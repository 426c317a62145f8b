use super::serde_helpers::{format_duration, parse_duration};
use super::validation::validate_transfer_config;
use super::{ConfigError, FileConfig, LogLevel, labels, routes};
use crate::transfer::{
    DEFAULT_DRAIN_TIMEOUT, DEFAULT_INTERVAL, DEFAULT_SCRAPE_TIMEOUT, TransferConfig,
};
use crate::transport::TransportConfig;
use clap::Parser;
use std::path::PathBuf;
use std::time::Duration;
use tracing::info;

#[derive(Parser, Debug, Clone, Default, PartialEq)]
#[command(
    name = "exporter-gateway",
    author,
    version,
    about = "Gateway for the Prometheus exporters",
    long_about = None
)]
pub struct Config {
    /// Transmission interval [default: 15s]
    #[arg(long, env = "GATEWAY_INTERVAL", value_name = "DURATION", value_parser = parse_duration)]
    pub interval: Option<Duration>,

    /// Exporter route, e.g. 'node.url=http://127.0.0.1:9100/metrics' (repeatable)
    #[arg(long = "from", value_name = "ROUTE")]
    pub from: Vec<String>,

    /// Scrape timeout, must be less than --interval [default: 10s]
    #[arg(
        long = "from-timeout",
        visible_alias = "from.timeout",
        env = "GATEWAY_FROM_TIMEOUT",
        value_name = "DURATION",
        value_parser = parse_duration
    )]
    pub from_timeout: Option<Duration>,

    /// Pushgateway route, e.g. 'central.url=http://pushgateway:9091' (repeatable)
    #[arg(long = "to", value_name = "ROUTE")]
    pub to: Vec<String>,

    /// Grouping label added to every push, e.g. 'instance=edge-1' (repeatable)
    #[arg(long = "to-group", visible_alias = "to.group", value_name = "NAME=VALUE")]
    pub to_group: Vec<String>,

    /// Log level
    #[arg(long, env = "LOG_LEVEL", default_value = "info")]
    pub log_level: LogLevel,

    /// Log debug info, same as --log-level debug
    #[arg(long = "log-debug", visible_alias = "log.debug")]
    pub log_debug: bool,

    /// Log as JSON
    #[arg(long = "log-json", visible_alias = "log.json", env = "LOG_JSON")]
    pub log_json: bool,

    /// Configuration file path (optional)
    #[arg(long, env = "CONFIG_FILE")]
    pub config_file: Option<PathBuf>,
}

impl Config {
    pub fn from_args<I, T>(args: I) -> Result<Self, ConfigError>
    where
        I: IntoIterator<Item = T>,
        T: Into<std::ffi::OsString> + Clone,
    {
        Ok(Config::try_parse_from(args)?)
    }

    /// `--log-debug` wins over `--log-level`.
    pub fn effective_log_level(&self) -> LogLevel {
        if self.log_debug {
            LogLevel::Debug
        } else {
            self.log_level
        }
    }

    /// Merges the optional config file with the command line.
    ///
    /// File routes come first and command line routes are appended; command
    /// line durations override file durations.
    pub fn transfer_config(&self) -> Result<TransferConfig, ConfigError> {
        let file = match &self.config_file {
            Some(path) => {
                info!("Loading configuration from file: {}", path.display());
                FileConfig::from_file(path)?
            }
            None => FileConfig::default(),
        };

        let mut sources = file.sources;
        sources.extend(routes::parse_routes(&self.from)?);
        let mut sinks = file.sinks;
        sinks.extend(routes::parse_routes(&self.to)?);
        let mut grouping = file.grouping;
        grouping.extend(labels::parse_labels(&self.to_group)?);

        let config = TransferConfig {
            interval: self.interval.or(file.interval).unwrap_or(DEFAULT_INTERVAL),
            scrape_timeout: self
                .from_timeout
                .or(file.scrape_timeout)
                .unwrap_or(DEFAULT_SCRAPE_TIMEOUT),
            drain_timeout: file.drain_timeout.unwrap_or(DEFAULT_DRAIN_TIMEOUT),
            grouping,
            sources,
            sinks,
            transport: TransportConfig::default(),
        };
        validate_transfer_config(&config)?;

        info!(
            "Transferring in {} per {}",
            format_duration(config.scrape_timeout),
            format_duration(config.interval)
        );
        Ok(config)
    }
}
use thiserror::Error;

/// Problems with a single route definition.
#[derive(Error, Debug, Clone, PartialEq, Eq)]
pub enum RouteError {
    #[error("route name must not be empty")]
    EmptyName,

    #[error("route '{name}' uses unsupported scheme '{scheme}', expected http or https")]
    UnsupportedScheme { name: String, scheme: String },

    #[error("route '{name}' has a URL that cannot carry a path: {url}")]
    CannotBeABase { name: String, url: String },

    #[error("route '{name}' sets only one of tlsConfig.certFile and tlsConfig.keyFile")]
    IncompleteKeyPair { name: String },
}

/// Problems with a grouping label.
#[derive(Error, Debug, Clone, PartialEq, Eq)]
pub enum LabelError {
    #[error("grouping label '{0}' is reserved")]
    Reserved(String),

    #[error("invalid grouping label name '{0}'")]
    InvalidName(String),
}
——————
#### BRIEF
Every line of the records containing the word "Result" must appear in the answer.

#### EXPECTED OUTPUT
    pub fn from_args<I, T>(args: I) -> Result<Self, ConfigError>
    pub fn transfer_config(&self) -> Result<TransferConfig, ConfigError> {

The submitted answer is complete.